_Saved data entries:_
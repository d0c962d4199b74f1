use std::prelude::v1::*;

use proptest::prelude::*;

use crate::upload::*;

/// Acknowledges every chunk of the current upload, returning the reassembled payload and the chunk sizes.
fn drain(channel: &mut UploadChannel) -> (Vec<u8>, Vec<usize>) {
    let mut payload = Vec::new();
    let mut sizes = Vec::new();
    loop {
        match channel.chunk_ready() {
            Some(Frame::Chunk(data)) => {
                sizes.push(data.len());
                payload.extend_from_slice(&data);
            }
            Some(Frame::Trailer) => return (payload, sizes),
            x => panic!("unexpected frame {x:?}"),
        }
    }
}

proptest! {
    #[test]
    fn test_chunks_reassemble(program in any::<String>(), chunk_size in 0usize..600) {
        let mut channel = UploadChannel::new(chunk_size);
        let expected_chunks = match program.len() {
            0 => 0,
            n => (n + chunk_size.clamp(1, MAX_CHUNK_SIZE) - 1) / chunk_size.clamp(1, MAX_CHUNK_SIZE),
        };
        prop_assert_eq!(channel.send(program.clone()), SendStatus::Started { chunks: expected_chunks });

        let (payload, sizes) = drain(&mut channel);
        prop_assert_eq!(payload.as_slice(), program.as_bytes());
        prop_assert_eq!(sizes.len(), expected_chunks);
        for size in sizes {
            prop_assert!(size >= 1 && size <= MAX_CHUNK_SIZE && size <= chunk_size.max(1));
        }
        prop_assert!(!channel.is_uploading());
        prop_assert_eq!(channel.chunk_ready(), None);
    }

    #[test]
    fn test_chunk_frames(data in proptest::collection::vec(any::<u8>(), 0..=MAX_CHUNK_SIZE)) {
        let bytes = Frame::Chunk(data.clone()).to_bytes();
        prop_assert_eq!(bytes[0] as usize, data.len());
        prop_assert_eq!(&bytes[1..], data.as_slice());
    }
}

#[test]
fn test_multibyte_split() {
    let program = "print(\"☺☺☺\")".to_string();
    let mut channel = UploadChannel::new(8);
    channel.send(program.clone());
    let (payload, sizes) = drain(&mut channel);
    assert_eq!(sizes, [8, 8, 2]);
    assert_eq!(String::from_utf8(payload).unwrap(), program);
}

#[test]
fn test_identical_program_sent_once() {
    let mut channel = UploadChannel::new(MAX_CHUNK_SIZE);
    assert_eq!(channel.send("a = 1".into()), SendStatus::Started { chunks: 1 });
    // still in flight
    assert_eq!(channel.send("a = 1".into()), SendStatus::Skipped);
    drain(&mut channel);
    assert_eq!(channel.send("a = 1".into()), SendStatus::Skipped);
    assert!(!channel.is_uploading());

    assert_eq!(channel.send("a = 2".into()), SendStatus::Started { chunks: 1 });
    drain(&mut channel);
    assert_eq!(channel.send("a = 1".into()), SendStatus::Started { chunks: 1 });
    drain(&mut channel);

    channel.forget();
    assert_eq!(channel.send("a = 1".into()), SendStatus::Started { chunks: 1 });
}

#[test]
fn test_replace_in_flight() {
    let mut channel = UploadChannel::new(2);
    channel.send("aaaa".into());
    assert_eq!(channel.chunk_ready(), Some(Frame::Chunk(b"aa".to_vec())));
    assert_eq!(channel.send("bbb".into()), SendStatus::Queued { chunks: 2 });
    assert!(channel.is_uploading());
    assert_eq!(channel.chunk_ready(), Some(Frame::Restart));
    let (payload, _) = drain(&mut channel);
    assert_eq!(payload, b"bbb");

    // going back to the program being uploaded drops the queued one
    channel.forget_sent();
    channel.send("dd".into());
    channel.send("eeee".into());
    assert_eq!(channel.send("dd".into()), SendStatus::Skipped);
    let (payload, _) = drain(&mut channel);
    assert_eq!(payload, b"dd");

    channel.send("cc".into());
    channel.send("ff".into());
    channel.cancel();
    assert!(!channel.is_uploading());
    assert_eq!(channel.chunk_ready(), None);
    // the last completed upload is still remembered
    assert_eq!(channel.send("dd".into()), SendStatus::Skipped);
    channel.forget_sent();
    assert_eq!(channel.send("dd".into()), SendStatus::Started { chunks: 1 });
}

_REQUIRED ACTION:_ When you transcribe the records above, keep every line exactly the same.

_SOLUTION FOR THIS PROBLEM:_
repository d0c962d4199b74f1
use std::prelude::v1::*;

use proptest::prelude::*;

use crate::upload::*;

/// Acknowledges every chunk of the current upload, returning the reassembled payload and the chunk sizes.
fn drain(channel: &mut UploadChannel) -> (Vec<u8>, Vec<usize>) {
    let mut payload = Vec::new();
    let mut sizes = Vec::new();
    loop {
        match channel.chunk_ready() {
            Some(Frame::Chunk(data)) => {
                sizes.push(data.len());
                payload.extend_from_slice(&data);
            }
            Some(Frame::Trailer) => return (payload, sizes),
            x => panic!("unexpected frame {x:?}"),
        }
    }
}

proptest! {
    #[test]
    fn test_chunks_reassemble(program in any::<String>(), chunk_size in 0usize..600) {
        let mut channel = UploadChannel::new(chunk_size);
        let expected_chunks = match program.len() {
            0 => 0,
            n => (n + chunk_size.clamp(1, MAX_CHUNK_SIZE) - 1) / chunk_size.clamp(1, MAX_CHUNK_SIZE),
        };
        prop_assert_eq!(channel.send(program.clone()), SendStatus::Started { chunks: expected_chunks });

        let (payload, sizes) = drain(&mut channel);
        prop_assert_eq!(payload.as_slice(), program.as_bytes());
        prop_assert_eq!(sizes.len(), expected_chunks);
        for size in sizes {
            prop_assert!(size >= 1 && size <= MAX_CHUNK_SIZE && size <= chunk_size.max(1));
        }
        prop_assert!(!channel.is_uploading());
        prop_assert_eq!(channel.chunk_ready(), None);
    }

    #[test]
    fn test_chunk_frames(data in proptest::collection::vec(any::<u8>(), 0..=MAX_CHUNK_SIZE)) {
        let bytes = Frame::Chunk(data.clone()).to_bytes();
        prop_assert_eq!(bytes[0] as usize, data.len());
        prop_assert_eq!(&bytes[1..], data.as_slice());
    }
}

#[test]
fn test_multibyte_split() {
    let program = "print(\"☺☺☺\")".to_string();
    let mut channel = UploadChannel::new(8);
    channel.send(program.clone());
    let (payload, sizes) = drain(&mut channel);
    assert_eq!(sizes, [8, 8, 2]);
    assert_eq!(String::from_utf8(payload).unwrap(), program);
}

#[test]
fn test_identical_program_sent_once() {
    let mut channel = UploadChannel::new(MAX_CHUNK_SIZE);
    assert_eq!(channel.send("a = 1".into()), SendStatus::Started { chunks: 1 });
    // still in flight
    assert_eq!(channel.send("a = 1".into()), SendStatus::Skipped);
    drain(&mut channel);
    assert_eq!(channel.send("a = 1".into()), SendStatus::Skipped);
    assert!(!channel.is_uploading());

    assert_eq!(channel.send("a = 2".into()), SendStatus::Started { chunks: 1 });
    drain(&mut channel);
    assert_eq!(channel.send("a = 1".into()), SendStatus::Started { chunks: 1 });
    drain(&mut channel);

    channel.forget();
    assert_eq!(channel.send("a = 1".into()), SendStatus::Started { chunks: 1 });
}

#[test]
fn test_replace_in_flight() {
    let mut channel = UploadChannel::new(2);
    channel.send("aaaa".into());
    assert_eq!(channel.chunk_ready(), Some(Frame::Chunk(b"aa".to_vec())));
    assert_eq!(channel.send("bbb".into()), SendStatus::Queued { chunks: 2 });
    assert!(channel.is_uploading());
    assert_eq!(channel.chunk_ready(), Some(Frame::Restart));
    let (payload, _) = drain(&mut channel);
    assert_eq!(payload, b"bbb");

    // going back to the program being uploaded drops the queued one
    channel.forget_sent();
    channel.send("dd".into());
    channel.send("eeee".into());
    assert_eq!(channel.send("dd".into()), SendStatus::Skipped);
    let (payload, _) = drain(&mut channel);
    assert_eq!(payload, b"dd");

    channel.send("cc".into());
    channel.send("ff".into());
    channel.cancel();
    assert!(!channel.is_uploading());
    assert_eq!(channel.chunk_ready(), None);
    // the last completed upload is still remembered
    assert_eq!(channel.send("dd".into()), SendStatus::Skipped);
    channel.forget_sent();
    assert_eq!(channel.send("dd".into()), SendStatus::Started { chunks: 1 });
}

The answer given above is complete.